Aber vielleicht kann man von einem Ministerpräsidenten, dessen große Zeit als Zukunftsminister inzwischen mehr als zehn Jahre zurückliegt, auch nicht mehr verlangen.
Die Menschen in Nordrhein-Westfalen jedoch, Herr Minister Pinkwart, wollen diesen Weg nicht mitgehen. Sie erwarten von Ihnen andere, neue Antworten auf die drängenden Zukunftsfragen. Deshalb – ich komme noch einmal auf meine Ausführungen von eben zurück – kann man zu Ihrer Schwerpunktsetzung bei der Verteilung der 464 Millionen € nur sagen: Für unsere Bildungseinrichtungen, für die desolaten baulichen Zustände an unseren Hochschulen wird in diesem Programm viel zu wenig investiert.
Die Landesregierung lässt die Studierenden nicht nur bei Studiengebühren und anderen hochschulpolitischen Fragen im Regen stehen. Sie lassen unsere Studierenden insbesondere beim Hochschulbau buchstäblich im Regen sitzen, Herr Minister Pinkwart.

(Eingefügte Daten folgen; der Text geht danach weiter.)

impl CarFilter {
    pub fn from_query(params: &HashMap<String, String>) -> Self {
        let get = |key: &str| params.get(key).map(String::as_str);
        Self {
            make: non_empty(get("make")),
            model: non_empty(get("model")),
            min_year: parse_i32(get("min_year")),
            max_year: parse_i32(get("max_year")),
            min_price: parse_f64(get("min_price")),
            max_price: parse_f64(get("max_price")),
            price_range: get("price_range").and_then(|v| v.trim().parse().ok()),
            min_mileage: parse_i32(get("min_mileage")),
            max_mileage: parse_i32(get("max_mileage")),
            text: non_empty(get("q")),
            vin: non_empty(get("vin")),
            body_style: non_empty(get("body_style")),
            drivetrain: non_empty(get("drivetrain")),
            sort: get("sort")
                .and_then(|v| v.trim().parse().ok())
                .unwrap_or_default(),
            limit: None,
        }
    }

    pub fn latest(limit: i64) -> Self {
        Self {
            limit: Some(limit),
            ..Default::default()
        }
    }

    /// Appends `WHERE`, `ORDER BY` and `LIMIT` clauses to a `SELECT ... FROM cars`.
    pub fn push_sql(&self, qb: &mut QueryBuilder<'_, Postgres>) {
        let mut first = true;

        if let Some(make) = &self.make {
            clause(qb, &mut first, "LOWER(brand) = LOWER(");
            qb.push_bind(make.clone()).push(")");
        }
        if let Some(model) = &self.model {
            clause(qb, &mut first, "LOWER(model) = LOWER(");
            qb.push_bind(model.clone()).push(")");
        }
        if let Some(v) = self.min_year {
            clause(qb, &mut first, "model_year >= ");
            qb.push_bind(v);
        }
        if let Some(v) = self.max_year {
            clause(qb, &mut first, "model_year <= ");
            qb.push_bind(v);
        }
        if let Some(v) = self.min_price {
            clause(qb, &mut first, "price >= ");
            qb.push_bind(v);
        }
        if let Some(v) = self.max_price {
            clause(qb, &mut first, "price <= ");
            qb.push_bind(v);
        }
        if let Some(range) = self.price_range {
            let (lo, hi) = range.bounds();
            clause(qb, &mut first, "price >= ");
            qb.push_bind(lo);
            if let Some(hi) = hi {
                qb.push(" AND price < ").push_bind(hi);
            }
        }
        if let Some(v) = self.min_mileage {
            clause(qb, &mut first, "mileage >= ");
            qb.push_bind(v);
        }
        if let Some(v) = self.max_mileage {
            clause(qb, &mut first, "mileage <= ");
            qb.push_bind(v);
        }
        if let Some(text) = &self.text {
            clause(qb, &mut first, "concat_ws(' ', name, brand, model, \"trim\") ILIKE ");
            qb.push_bind(format!("%{}%", escape_like(text)));
        }
        if let Some(vin) = &self.vin {
            clause(qb, &mut first, "UPPER(vin) = UPPER(");
            qb.push_bind(vin.clone()).push(")");
        }
        if let Some(body_style) = &self.body_style {
            clause(qb, &mut first, "LOWER(body_style) = LOWER(");
            qb.push_bind(body_style.clone()).push(")");
        }
        if let Some(drivetrain) = &self.drivetrain {
            clause(qb, &mut first, "LOWER(drivetrain) = LOWER(");
            qb.push_bind(drivetrain.clone()).push(")");
        }

        qb.push(self.sort.order_by());
        if let Some(limit) = self.limit {
            qb.push(" LIMIT ").push_bind(limit);
        }
    }

    /// Same predicates as [`CarFilter::push_sql`], evaluated in memory.
    pub fn matches(&self, car: &Car) -> bool {
        fn eq_ci(expected: &Option<String>, actual: Option<&str>) -> bool {
            match expected {
                Some(e) => actual.is_some_and(|a| a.eq_ignore_ascii_case(e)),
                None => true,
            }
        }
        fn at_least<T: PartialOrd>(min: Option<T>, value: Option<T>) -> bool {
            min.map_or(true, |m| value.is_some_and(|v| v >= m))
        }
        fn at_most<T: PartialOrd>(max: Option<T>, value: Option<T>) -> bool {
            max.map_or(true, |m| value.is_some_and(|v| v <= m))
        }

        let text_matches = self.text.as_ref().map_or(true, |text| {
            let needle = text.to_lowercase();
            [
                Some(car.name.as_str()),
                Some(car.brand.as_str()),
                Some(car.model.as_str()),
                car.trim.as_deref(),
            ]
            .into_iter()
            .flatten()
            .collect::<Vec<_>>()
            .join(" ")
            .to_lowercase()
            .contains(&needle)
        });

        eq_ci(&self.make, Some(car.brand.as_str()))
            && eq_ci(&self.model, Some(car.model.as_str()))
            && at_least(self.min_year, Some(car.model_year))
            && at_most(self.max_year, Some(car.model_year))
            && at_least(self.min_price, car.price)
            && at_most(self.max_price, car.price)
            && self
                .price_range
                .map_or(true, |r| car.price.is_some_and(|p| r.contains(p)))
            && at_least(self.min_mileage, Some(car.mileage))
            && at_most(self.max_mileage, Some(car.mileage))
            && text_matches
            && eq_ci(&self.vin, Some(car.vin.as_str()))
            && eq_ci(&self.body_style, car.body_style.as_deref())
            && eq_ci(&self.drivetrain, car.drivetrain.as_deref())
    }

    /// In-memory counterpart of the `ORDER BY` / `LIMIT` clauses.
    pub fn sort_and_limit(&self, cars: &mut Vec<Car>) {
        use std::cmp::Ordering;
        let price_nulls_last = |a: Option<f64>, b: Option<f64>, desc: bool| match (a, b) {
            (Some(a), Some(b)) if desc => b.total_cmp(&a),
            (Some(a), Some(b)) => a.total_cmp(&b),
            (Some(_), None) => Ordering::Less,
            (None, Some(_)) => Ordering::Greater,
            (None, None) => Ordering::Equal,
        };
        cars.sort_by(|a, b| {
            let primary = match self.sort {
                SortOrder::Newest => Ordering::Equal,
                SortOrder::PriceAsc => price_nulls_last(a.price, b.price, false),
                SortOrder::PriceDesc => price_nulls_last(a.price, b.price, true),
                SortOrder::MileageAsc => a.mileage.cmp(&b.mileage),
                SortOrder::YearDesc => b.model_year.cmp(&a.model_year),
            };
            primary.then(b.created_at.cmp(&a.created_at))
        });
        if let Some(limit) = self.limit {
            cars.truncate(usize::try_from(limit).unwrap_or(0));
        }
    }
}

Sie haben eben gesagt, dass Sie mit allen den Konsens gesucht haben. Haben Sie auch mit den Studierenden darüber gesprochen, Herr Minister Pinkwart?
Ich möchte Ihnen die ganzen Schauerlichkeiten, was die baulichen Mängel angeht, noch einmal aufzählen:
Undichte Dächer, Schimmel an den Wänden und wegen akuter Sicherheitsrisiken gesperrte Hörsäle gehören mittlerweile zum Alltag aller Hochschulen in Nordrhein-Westfalen.
Beispielsweise mussten an der Universität zu Köln nach Presseberichten bereits vor Monaten zwölf Hörsäle mit mehreren Tausend Sitzplätzen gesperrt werden, weil die akute Gefahr bestand, dass sich die Deckenlampen aus der Verankerung lösen.
Eines ist klar: Die notwendigen Baumaßnahmen werden Sie mit dem von Ihnen vorgelegten hochschulpolitischen Schmalspurprogramm nicht stemmen können.
In der heutigen Debatte haben Sie auch erwähnt, dass Sie bis zum Jahr 2020 8 Milliarden € in den Hochschulbau investieren wollen. Sie wissen selber
ganz genau, dass damit überhaupt kein frisches Geld investiert wird; denn hier haben Sie schlichtweg die voraussichtlichen Investitionen für die Jahre bis 2020 zusammen- und hochgerechnet. Das ist nicht viel mehr als eine Mogelpackung.
(Ralf Witzel [FDP]: Was haben Sie denn frü- her getan? Beantworten Sie doch einmal die Frage, was Sie gemacht haben!)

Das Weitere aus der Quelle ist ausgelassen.